- [Your objective]:
For the records below, give the number of lines where the string "encoded" occurs. Include nothing else.

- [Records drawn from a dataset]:
"""
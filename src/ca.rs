//! Fake root certificate authority for signing forged TLS leaf certificates
//!
//! The root is either generated fresh (`genca`) or loaded from PEM files at
//! startup. Leaves are issued on demand for intercepted domains; each call
//! produces an independent key pair — caching is the dispatcher's job.

use crate::error::{Error, Result};
use rcgen::{
  BasicConstraints, CertificateParams, DistinguishedName, DnType, ExtendedKeyUsagePurpose, IsCa,
  Issuer, KeyPair, KeyUsagePurpose, SanType,
};
use rand::Rng;
use std::net::{IpAddr, Ipv4Addr, Ipv6Addr};
use time::{Duration, OffsetDateTime};
use rustls_pki_types::{CertificateDer, PrivateKeyDer};

/// Root validity: backdated 30 days to survive client clock skew
const ROOT_NOT_BEFORE_DAYS: i64 = 30;
/// Leaf validity: backdated 7 days
const LEAF_NOT_BEFORE_DAYS: i64 = 7;
/// Both root and leaves stay valid 10 years forward
const NOT_AFTER_DAYS: i64 = 3650;

/// Fake root CA for signing fake TLS certificates
pub struct FakeCa {
  issuer: Issuer<'static, KeyPair>,
  cert_pem: String,
  key_pem: String,
}

/// PEM-encoded leaf certificate and private key for one domain
#[derive(Clone)]
pub struct LeafCert {
  pub cert_pem: String,
  pub key_pem: String,
}

fn fake_name() -> DistinguishedName {
  let mut dn = DistinguishedName::new();
  dn.push(DnType::CommonName, "Fake CA");
  dn.push(DnType::OrganizationName, "Fake CA");
  dn.push(DnType::CountryName, "US");
  dn.push(DnType::StateOrProvinceName, "California");
  dn.push(DnType::LocalityName, "San Jose");
  dn
}

impl FakeCa {
  /// Generate a fresh self-signed root CA
  pub fn generate() -> Result<Self> {
    let mut params = CertificateParams::default();
    params.distinguished_name = fake_name();
    params.is_ca = IsCa::Ca(BasicConstraints::Unconstrained);
    params.key_usages = vec![
      KeyUsagePurpose::DigitalSignature,
      KeyUsagePurpose::KeyCertSign,
    ];
    params.extended_key_usages = vec![
      ExtendedKeyUsagePurpose::ClientAuth,
      ExtendedKeyUsagePurpose::ServerAuth,
    ];

    let now = OffsetDateTime::now_utc();
    params.not_before = now - Duration::days(ROOT_NOT_BEFORE_DAYS);
    params.not_after = now + Duration::days(NOT_AFTER_DAYS);

    let key_pair = KeyPair::generate()
      .map_err(|e| Error::certificate(format!("Failed to generate CA key pair: {}", e)))?;

    let cert = params
      .self_signed(&key_pair)
      .map_err(|e| Error::certificate(format!("Failed to self-sign CA certificate: {}", e)))?;

    let cert_pem = cert.pem();
    let key_pem = key_pair.serialize_pem();

    let issuer = Issuer::from_ca_cert_pem(&cert_pem, key_pair)
      .map_err(|e| Error::certificate(format!("Failed to create issuer: {}", e)))?;

    Ok(Self {
      issuer,
      cert_pem,
      key_pem,
    })
  }

  /// Load an existing root CA from PEM-encoded key and certificate
  ///
  /// Rejects missing or malformed blocks with a descriptive error instead of
  /// panicking.
  pub fn from_pem(key_pem: &str, cert_pem: &str) -> Result<Self> {
    let key_pair = KeyPair::from_pem(key_pem)
      .map_err(|e| Error::certificate(format!("Failed to parse CA private key: {}", e)))?;

    let issuer = Issuer::from_ca_cert_pem(cert_pem, key_pair)
      .map_err(|e| Error::certificate(format!("Failed to parse CA certificate: {}", e)))?;

    Ok(Self {
      issuer,
      cert_pem: cert_pem.to_string(),
      key_pem: key_pem.to_string(),
    })
  }

  /// Issue a leaf certificate for the given DNS names, signed by this root
  ///
  /// Loopback IP SANs are always included so local test clients connecting
  /// to 127.0.0.1 / ::1 validate too. Every call generates a new key pair.
  pub fn issue(&self, dns_names: &[String]) -> Result<LeafCert> {
    let mut params = CertificateParams::default();
    params.serial_number = Some(rand::thread_rng().gen::<u64>().into());

    let mut dn = DistinguishedName::new();
    dn.push(
      DnType::CommonName,
      dns_names.first().map(String::as_str).unwrap_or("Fake CA"),
    );
    params.distinguished_name = dn;

    let mut sans = Vec::with_capacity(dns_names.len() + 2);
    for name in dns_names {
      let dns_name = name
        .as_str()
        .try_into()
        .map_err(|_| Error::certificate(format!("Invalid domain name: {}", name)))?;
      sans.push(SanType::DnsName(dns_name));
    }
    sans.push(SanType::IpAddress(IpAddr::V4(Ipv4Addr::LOCALHOST)));
    sans.push(SanType::IpAddress(IpAddr::V6(Ipv6Addr::LOCALHOST)));
    params.subject_alt_names = sans;

    let now = OffsetDateTime::now_utc();
    params.not_before = now - Duration::days(LEAF_NOT_BEFORE_DAYS);
    params.not_after = now + Duration::days(NOT_AFTER_DAYS);

    params.key_usages = vec![KeyUsagePurpose::DigitalSignature];
    params.extended_key_usages = vec![
      ExtendedKeyUsagePurpose::ClientAuth,
      ExtendedKeyUsagePurpose::ServerAuth,
    ];

    let key_pair = KeyPair::generate()
      .map_err(|e| Error::certificate(format!("Failed to generate leaf key pair: {}", e)))?;

    let cert = params
      .signed_by(&key_pair, &self.issuer)
      .map_err(|e| Error::certificate(format!("Failed to sign leaf certificate: {}", e)))?;

    Ok(LeafCert {
      cert_pem: cert.pem(),
      key_pem: key_pair.serialize_pem(),
    })
  }

  /// Root certificate in PEM form, for persistence and trust-store install
  pub fn cert_pem(&self) -> &str {
    &self.cert_pem
  }

  /// Root private key in PEM form
  pub fn key_pem(&self) -> &str {
    &self.key_pem
  }
}

impl LeafCert {
  /// Parse the PEM pair into the DER types rustls consumes
  pub fn to_der(&self) -> Result<(Vec<CertificateDer<'static>>, PrivateKeyDer<'static>)> {
    let mut cursor = std::io::Cursor::new(self.cert_pem.as_bytes());
    let certs = rustls_pemfile::certs(&mut cursor)
      .collect::<std::result::Result<Vec<_>, _>>()
      .map_err(|e| Error::certificate(format!("Failed to parse leaf certificate PEM: {}", e)))?;
    if certs.is_empty() {
      return Err(Error::certificate("No certificate found in leaf PEM"));
    }

    let mut cursor = std::io::Cursor::new(self.key_pem.as_bytes());
    let key = rustls_pemfile::private_key(&mut cursor)
      .map_err(|e| Error::certificate(format!("Failed to parse leaf key PEM: {}", e)))?
      .ok_or_else(|| Error::certificate("No private key found in leaf PEM"))?;

    Ok((certs, key))
  }
}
"""
- [Result of the exercise]:
2